Rivaroxaban plus aspirin reduces total ischemic events in PAD after revascularization
Rivaroxaban plus low-dose aspirin reduced incidence of total severe CV and other adverse events in patients with peripheral artery disease who had lower-extremity revascularization, according to new data from the VOYAGER PAD trial.

“VOYAGER PAD showed that 1 in 5 patients undergoing lower-extremity revascularization experienced a CV or limb event in spite of the background treatment of aspirin in all patients and statin and clopidogrel use in half of the patients. But the rate of total and subsequent events after lower-extremity revascularization and the effect of rivaroxaban on the reduction of total events is unknown,” Rupert Bauersachs, MD, director of vascular medicine at the Darmstadt Clinic in Germany, said during a presentation.

Bauersachs said the objective of the prespecified analysis was to investigate the total burden of disease after lower-extremity revascularization and to evaluate the efficacy of rivaroxaban (Xarelto, Janssen/Bayer) on first and total events.
In the VOYAGER PAD trial, researchers analyzed 6,564 patients (median age, 67 years; 74% men) who had PAD and had undergone lower-extremity revascularization. Patients were assigned rivaroxaban 2.5 mg twice daily plus aspirin or aspirin alone.
In the trial, there were 4,714 total first and subsequent vascular events, including 1,614 primary endpoint events (acute limb ischemia, major amputation for vascular cause, MI, ischemic stroke or CV death) and 3,100 other vascular events.
At 3 years, rivaroxaban plus aspirin reduced total primary endpoint events by 14% (rivaroxaban plus aspirin, 25.9 events per 100 patients; aspirin alone, 30.3 events per 100 patients; HR = 0.86; 95% CI, 0.75-0.98; P =.02) and total vascular events by 14% (rivaroxaban plus aspirin, 75.9 events per 100 patients; aspirin alone, 88.4 events per 100 patients; HR = 0.86; 95% CI, 0.79-0.95; P = .003) compared with aspirin alone, according to the researchers.

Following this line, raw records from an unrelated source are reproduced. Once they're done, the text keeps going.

//! HTML parser for catalog and detail pages
//!
//! This module pulls out:
//! - Item summaries from a catalog page (`article.product_pod`)
//! - The "next page" pagination link
//! - The category entry of a detail page's breadcrumb
//!
//! Everything here is synchronous and returns owned data, so a parsed document
//! never lives across an await point.

use crate::catalog::Listing;
use scraper::{ElementRef, Html, Selector};
use url::Url;

/// Items extracted from one catalog page
#[derive(Debug, Clone, Default)]
pub struct ExtractedListings {
    /// Well-formed item summaries in page order
    pub listings: Vec<Listing>,

    /// Number of item containers that were skipped as malformed
    pub skipped: usize,
}

/// Extracts item summaries from a catalog page
///
/// # Item Rules
///
/// | Field | Source | Missing |
/// |-------|--------|---------|
/// | title | `h3 a[title]`, else link text | skip item |
/// | detail link | `h3 a[href]`, resolved against `page_url` | skip item |
/// | rating | second class token of `p.star-rating` | `None` |
/// | price | text of `p.price_color` | skip item |
/// | stock | text of `p.instock.availability` | skip item |
///
/// # Example
///
/// ```no_run
/// use catalog_harvest::crawler::extract_listings;
/// use url::Url;
///
/// let html = r#"<article class="product_pod">
///   <p class="star-rating Two"></p>
///   <h3><a href="book_1/index.html" title="Book">Book</a></h3>
///   <p class="price_color">£9.99</p>
///   <p class="instock availability">In stock</p>
/// </article>"#;
/// let page = Url::parse("https://example.com/catalogue/page-1.html").unwrap();
/// let extracted = extract_listings(html, &page);
/// assert_eq!(extracted.listings[0].rating_token.as_deref(), Some("Two"));
/// ```
pub fn extract_listings(html: &str, page_url: &Url) -> ExtractedListings {
    let document = Html::parse_document(html);
    let mut extracted = ExtractedListings::default();

    let Some(item_selector) = selector("article.product_pod") else {
        return extracted;
    };

    for (index, item) in document.select(&item_selector).enumerate() {
        match extract_listing(item, page_url) {
            Ok(listing) => extracted.listings.push(listing),
            Err(reason) => {
                tracing::warn!(
                    "Skipping malformed item #{} on {}: {}",
                    index + 1,
                    page_url,
                    reason
                );
                extracted.skipped += 1;
            }
        }
    }

    extracted
}

/// Extracts one item; the error names the first missing piece
fn extract_listing(item: ElementRef<'_>, page_url: &Url) -> Result<Listing, String> {
    let link = first(item, "h3 a").ok_or("missing title link")?;

    let title = link
        .value()
        .attr("title")
        .map(|t| t.trim().to_string())
        .filter(|t| !t.is_empty())
        .or_else(|| Some(element_text(link)).filter(|t| !t.is_empty()))
        .ok_or("empty title")?;

    let href = link.value().attr("href").ok_or("title link has no href")?;
    let detail_url = resolve_link(href, page_url).ok_or_else(|| format!("bad href {:?}", href))?;

    let rating_token = first(item, "p.star-rating")
        .and_then(|rating| rating.value().attr("class"))
        .and_then(|class| class.split_whitespace().nth(1))
        .map(str::to_string);

    let price_text = first(item, "p.price_color")
        .map(element_text)
        .filter(|t| !t.is_empty())
        .ok_or("missing price")?;

    let stock_text = first(item, "p.instock.availability")
        .map(element_text)
        .filter(|t| !t.is_empty())
        .ok_or("missing stock status")?;

    Ok(Listing {
        title,
        rating_token,
        price_text,
        stock_text,
        detail_url,
    })
}

/// Finds the absolute URL of the next catalog page, if any
pub fn extract_next_page(html: &str, page_url: &Url) -> Option<String> {
    let document = Html::parse_document(html);
    let next_selector = selector("li.next a[href]")?;

    document
        .select(&next_selector)
        .next()
        .and_then(|link| link.value().attr("href"))
        .and_then(|href| resolve_link(href, page_url))
}

/// Reads the category (third breadcrumb entry) from a detail page
pub fn extract_category(html: &str) -> Option<String> {
    let document = Html::parse_document(html);
    let crumb_selector = selector("ul.breadcrumb a")?;

    document
        .select(&crumb_selector)
        .nth(2)
        .map(element_text)
        .filter(|label| !label.is_empty())
}

fn selector(css: &str) -> Option<Selector> {
    Selector::parse(css).ok()
}

fn first<'a>(scope: ElementRef<'a>, css: &str) -> Option<ElementRef<'a>> {
    let sel = selector(css)?;
    scope.select(&sel).next()
}

/// Element text with runs of whitespace collapsed to single spaces
fn element_text(element: ElementRef<'_>) -> String {
    element
        .text()
        .flat_map(|chunk| chunk.split_whitespace())
        .collect::<Vec<_>>()
        .join(" ")
}

/// Resolves an href against the page it appears on
///
/// Returns None for empty, fragment-only or non-HTTP(S) links.
fn resolve_link(href: &str, base_url: &Url) -> Option<String> {
    let href = href.trim();

    if href.is_empty() || href.starts_with('#') {
        return None;
    }

    match base_url.join(href) {
        Ok(absolute_url) => {
            if absolute_url.scheme() == "http" || absolute_url.scheme() == "https" {
                Some(absolute_url.to_string())
            } else {
                None
            }
        }
        Err(_) => None,
    }
}
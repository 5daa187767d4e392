use std::time::Duration;

use async_trait::async_trait;

/// Time source for backoff waits and elapsed-time budgets.
#[async_trait]
pub trait Clock: Send + Sync {
    /// Monotonic time since an arbitrary fixed origin.
    fn now(&self) -> Duration;

    async fn sleep(&self, duration: Duration);
}

pub struct TokioClock {
    origin: tokio::time::Instant,
}

impl Default for TokioClock {
    fn default() -> Self {
        Self {
            origin: tokio::time::Instant::now(),
        }
    }
}

#[async_trait]
impl Clock for TokioClock {
    fn now(&self) -> Duration {
        self.origin.elapsed()
    }

    async fn sleep(&self, duration: Duration) {
        if !duration.is_zero() {
            tokio::time::sleep(duration).await;
        }
    }
}
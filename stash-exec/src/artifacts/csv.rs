pub const RESULTS_HEADER: [&str; 6] = [
    "sequence",
    "request",
    "timestamp",
    "status",
    "duration_ms",
    "attempts",
];

fn field(value: &str) -> String {
    if value.contains([',', '"', '\n', '\r']) {
        format!("\"{}\"", value.replace('"', "\"\""))
    } else {
        value.to_string()
    }
}

/// One CSV record terminated by `\r\n`, quoting only where needed.
pub fn csv_row<S: AsRef<str>>(fields: &[S]) -> String {
    let mut row = fields
        .iter()
        .map(|f| field(f.as_ref()))
        .collect::<Vec<_>>()
        .join(",");
    row.push_str("\r\n");
    row
}

#[cfg(test)]
mod tests {
    use super::*;

    #[test]
    fn plain_fields_are_not_quoted() {
        assert_eq!(csv_row(&RESULTS_HEADER), "sequence,request,timestamp,status,duration_ms,attempts\r\n");
    }

    #[test]
    fn special_characters_are_quoted() {
        assert_eq!(csv_row(&["a,b", "say \"hi\"", "x"]), "\"a,b\",\"say \"\"hi\"\"\",x\r\n");
    }
}
use std::path::PathBuf;

use clap::Subcommand;

use crate::args::*;

#[derive(Debug, Subcommand)]
pub enum Command {
    /// Validate, resolve and execute every sequence of a stash config.
    Run {
        config: PathBuf,
        /// Root folder for run artifacts.
        #[arg(long, value_name = "DIR")]
        out: PathBuf,
        /// Resolve and log every request without sending it.
        #[arg(long)]
        dry_run: bool,
        /// Continue without the confirmation prompt.
        #[arg(long)]
        yes: bool,
        /// Apply DelaySeconds after each request of concurrent sequences too.
        #[arg(long)]
        concurrent_delay: bool,
        #[command(flatten)]
        secrets: SecretsArgs,
        #[command(flatten)]
        output: OutputArgs,
    },
    /// Check a stash config without sending anything.
    Validate {
        config: PathBuf,
        /// Write `<stem>-resolved.yml` next to the config.
        #[arg(long)]
        write_resolved: bool,
        #[command(flatten)]
        secrets: SecretsArgs,
        #[command(flatten)]
        output: OutputArgs,
    },
}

An on-treatment analysis favored the rivaroxaban/aspirin group to a greater extent (HR for total primary endpoint events = 0.42; 95% CI, 0.37-0.49; HR for total vascular events = 0.63; 95% CI, 0.57-0.69), Bauersachs said during the presentation.
In the analysis, an estimated 4.4 primary events and 12.5 vascular events per 100 participants were avoided with rivaroxaban plus aspirin over 3 years, Bauersachs said.
Bauersachs said patients undergoing lower-extremity revascularization are at high risk for adverse limb and CV events, with a particularly high burden of total events, and that occurred despite current available medical treatment.
“The risk profile in patients with symptomatic PADs is dominated by adverse limb outcomes, particularly after lower-extremity revascularization, including major vascular amputation and recurrent revascularization. Rivaroxaban 2.5 mg twice daily reduced first and subsequent adverse limb events with an even greater benefit when considering all events. Rivaroxaban 2.5 mg twice daily reduced with aspirin should be considered as an adjunctive treatment after lower-extremity revascularization to reduce first and subsequent adverse outcomes,” Bauersachs said.